Mau tau bagaimana skenarionya:
  1. Pastikan kalau kamu punya jadwal pesawat yang super duper pagi
  2. Pastikan kalau kamu tidak bermalam di Jakarta. Ambil Bandung biar sama persis ama aku
  3. Buat skenario gedar gedor pintu di tengah malam buta, tepatnya jam 1 pagi. Skenario didasarkan janji surga untuk mengantar dimalam sebelumnya. Tentunya tidak ada satupun pintu yang terbuka, dan pastinya ada 1001 alasan yang bisa diciptakan untuk itu dan terpercaya.
  4. Kalau kasus # 3 terjadi, pastikan punya ayah superduper baik untuk rela bangun dan mengantar (papiku itu!)
  5. Buatlah sebuah cerita yang tidak masuk di akal, di menit-menit terakhir keberangkatan travel jam 2 pagi itu. Misalnya, tiba tiba seluruh pintu kendaraan tidak bisa dibuka dengan cara apapun, tentu saja dengan mempergunakan kunci yang biasa dipake.
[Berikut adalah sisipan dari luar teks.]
//! Configuration, logging and error plumbing shared by the binary and library

pub mod config;
pub mod error;
pub mod logging;
pub mod paths;

pub use error::{Error, Result};
//! Fibonacci window and the advance step
//!
//! A [`Window`] holds two consecutive terms. Advancing it produces the next
//! term and drops the oldest one. The caller owns the window and replaces it
//! with the advanced value on every step.

/// Fixed-width integer used for every term
pub type Term = i32;

/// Advance a `(previous, current)` pair by one step.
///
/// Returns `(current, previous + current)`. The sum wraps on overflow.
pub fn advance(previous: Term, current: Term) -> (Term, Term) {
    (current, previous.wrapping_add(current))
}

/// Two consecutive terms of the sequence
#[derive(Debug, Clone, Copy, PartialEq, Eq, Hash)]
pub struct Window {
    pub previous: Term,
    pub current: Term,
}

impl Window {
    /// The window the sequence starts from: `(0, 1)`
    pub const SEED: Window = Window {
        previous: 0,
        current: 1,
    };

    /// Build a window from two terms. Any values are accepted.
    pub const fn new(previous: Term, current: Term) -> Self {
        Self { previous, current }
    }

    /// Return the window shifted forward by one term
    #[must_use]
    pub fn advance(self) -> Self {
        let (previous, current) = advance(self.previous, self.current);
        Self { previous, current }
    }

    /// Iterate over the windows that follow this one.
    ///
    /// The first item is `self.advance()`. The iterator never ends.
    pub fn iter(self) -> Advances {
        Advances { window: self }
    }
}

impl Default for Window {
    fn default() -> Self {
        Self::SEED
    }
}

/// Iterator returned by [`Window::iter`]
#[derive(Debug, Clone)]
pub struct Advances {
    window: Window,
}

impl Iterator for Advances {
    type Item = Window;

    fn next(&mut self) -> Option<Window> {
        self.window = self.window.advance();
        Some(self.window)
    }
}

#[cfg(test)]
mod tests {
    use super::*;

    #[test]
    fn test_advance_from_seed() {
        assert_eq!(advance(0, 1), (1, 1));
    }

    #[test]
    fn test_advance_medium_values() {
        assert_eq!(advance(233, 377), (377, 610));
    }

    #[test]
    fn test_advance_shifts_window() {
        for (p, c) in [(0, 1), (1, 1), (5, 8), (-3, 7), (1_000, 2_000)] {
            assert_eq!(advance(p, c), (c, p + c));
        }
    }

    #[test]
    fn test_advance_is_deterministic() {
        let first = advance(89, 144);
        for _ in 0..100 {
            assert_eq!(advance(89, 144), first);
        }
    }

    #[test]
    fn test_window_matches_free_function() {
        let window = Window::new(233, 377).advance();
        assert_eq!((window.previous, window.current), advance(233, 377));
    }

    #[test]
    fn test_default_is_seed() {
        assert_eq!(Window::default(), Window::SEED);
        assert_eq!(Window::SEED, Window::new(0, 1));
    }

    #[test]
    fn test_ten_advances_from_seed() {
        let currents: Vec<Term> = Window::SEED.iter().take(10).map(|w| w.current).collect();
        assert_eq!(currents, vec![1, 2, 3, 5, 8, 13, 21, 34, 55, 89]);
    }

    #[test]
    fn test_eleventh_advance_reaches_144() {
        let currents: Vec<Term> = Window::SEED.iter().take(11).map(|w| w.current).collect();
        assert_eq!(currents, vec![1, 2, 3, 5, 8, 13, 21, 34, 55, 89, 144]);
        assert_eq!(currents.last(), Some(&144));
    }

    #[test]
    fn test_recurrence_holds_along_iteration() {
        let mut before = Window::SEED;
        for after in Window::SEED.iter().take(40) {
            assert_eq!(after.previous, before.current);
            assert_eq!(after.current, before.previous + before.current);
            before = after;
        }
    }

    #[test]
    fn test_overflow_wraps() {
        let window = Window::new(Term::MAX, 1).advance();
        assert_eq!(window.previous, 1);
        assert_eq!(window.current, Term::MIN);
    }
}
  6. Biar tambah melas, tambah dengan adegan telpon travel memohon perpanjangan waktu 10 menit. Tapi,
  7. Percayalah, biarpun sehari-hari travel tersebut sering terlambat 5-15 menit, sebagaimana film film yang beredar, pagi itu si travel memutuskan tidak ada perpanjangan waktu
  8. Lima menit yang menentukan sisa hari, buat ini sebagai subtitle dari judul film terminal a la Pojok Hablay.
  9. Pastikan pemeran utama memiliki telepon yang punya pulsa karena akan ada kesempatan untuk telpon sana sini, menelpon penerangan dan berbagai travel untuk mencari kendaraan, hanya untuk mendapati semua baru ada jam 4 pagi, yang mana berarti jam 8 di Bandara, dan itu pun penuh.
  10. Ini nih, adegan mati gaya yang asik. Tidur gak bisa, kerja gak bisa, yang ada musti ekspresi kedinginan (bayangkan jam 3-4 pagi di Bandung yang baru diguyur hujan)
  11. Pastikan punya stasiun kereta yang ada jadwal jam 5 pagi, dan keberuntungan sedikit diberikan, kalau gak terlalu stress. Misalnya, berhasil mendapatkan tiket bisnis terakhir yang terjual! Keren kan
  12. Karena ini jaman modern, percakapan lewat telepon genggam harus selalu ada. Dalam hal ini, menelepon rekan seperjalanan yang sudah ada di bandara dan bingung, menelepon sejumlah rekan untuk cari info pesawat alternatif, menelepon sejumlah orang lain yang berkenan disuruh suruh nyari penerbangan alternatif itu
  13. Kali ini, supaya tampak nyata, kereta tentunya harus terlambat 30 menit yang berarti
  14. Kelewat lagi untuk naik pesawat jam 9 yang sebetulnya ada kursi untuk menjadi penumpang cadangan di jam 1 siang
  15. Photobucket - Video and Image HostingInilah adegan resmi "terminal" dimulai, menghabiskan waktu di terminal Cengkareng, Soekarno Hatta. Untungnya bisa sedikit lebih gaya dari Tom Hanks di Terminal, masih ada laptop, wifi, telepon genggam, roti boy dan hot chocolate royal oh la la.
  16. Menit-menit penentuan di jam 1 siang, harus diisi oleh sekumpulan mahluk yang membuat sumpah serapah bisa dikeluarkan. Bisapakai nama seperti Pak Sukahar yang gahar. Adegan mengantri bisa menunjukkan kekuatan manusia Indonesia dalam menjebol antrian seperti apapun dengan berbagai gaya, kicep atau kertas kertas bernomor yang dikeluarkan Bank Indonesia
  17. Supaya terminal-nya berlangsung agak lama, gak cuman 4 jam, pastikan tidak memperoleh tiket. Misalnya karena kurang gaya, tidak pakai safari, tidak punya dompet tebal dan tidak punya relasi. Silahkan pilih salah satu
  18. Berikan sesuatu yang baik disini, misalnya ada tiket untuk keesokan harinya, di pagi hari, yang harus dibeli jam 1 siang itu juga, masih bisa dibeli walaupun udah agak lewat, karena kebaikan hati petugas yang mau nunggu ambil duit ke ATM dulu.
  19. Tambahkan sedikit kebahagiaan, misalnya masih bisa masuk ke dalam bandara walaupun kertas waiting list menunjukkan waktu pesawat jam 1, tapi entah bagaimana bisa tidak terlihat dan berhasil lolos.
  20. Akhiri dengan adegan menulis untuk blog dengan judul 20 Adegan Film Terminal Ala Pojok Hablay di depan terminal F sekian, sambil mengisi batere laptop
Perbedaan utama antara aku dan Tom Hanks adalah ada Abang, seorang ibu, teman tukang berburu sekolah, teman tukang nulis & foto, teman tukang bikin peta, teman kerja, dan keluarga tersayang yang membuat aku merasa tetap ada yang menemani perjalananku.

Moral cerita: hati-hati dengan yang kamu harapkan. (Lho?!?)

Nah, menurut kamu, perlu ada yang ditambah, dikurangi atau bentuk modifikasi lain? Atau ada yang berminat memfilmkan?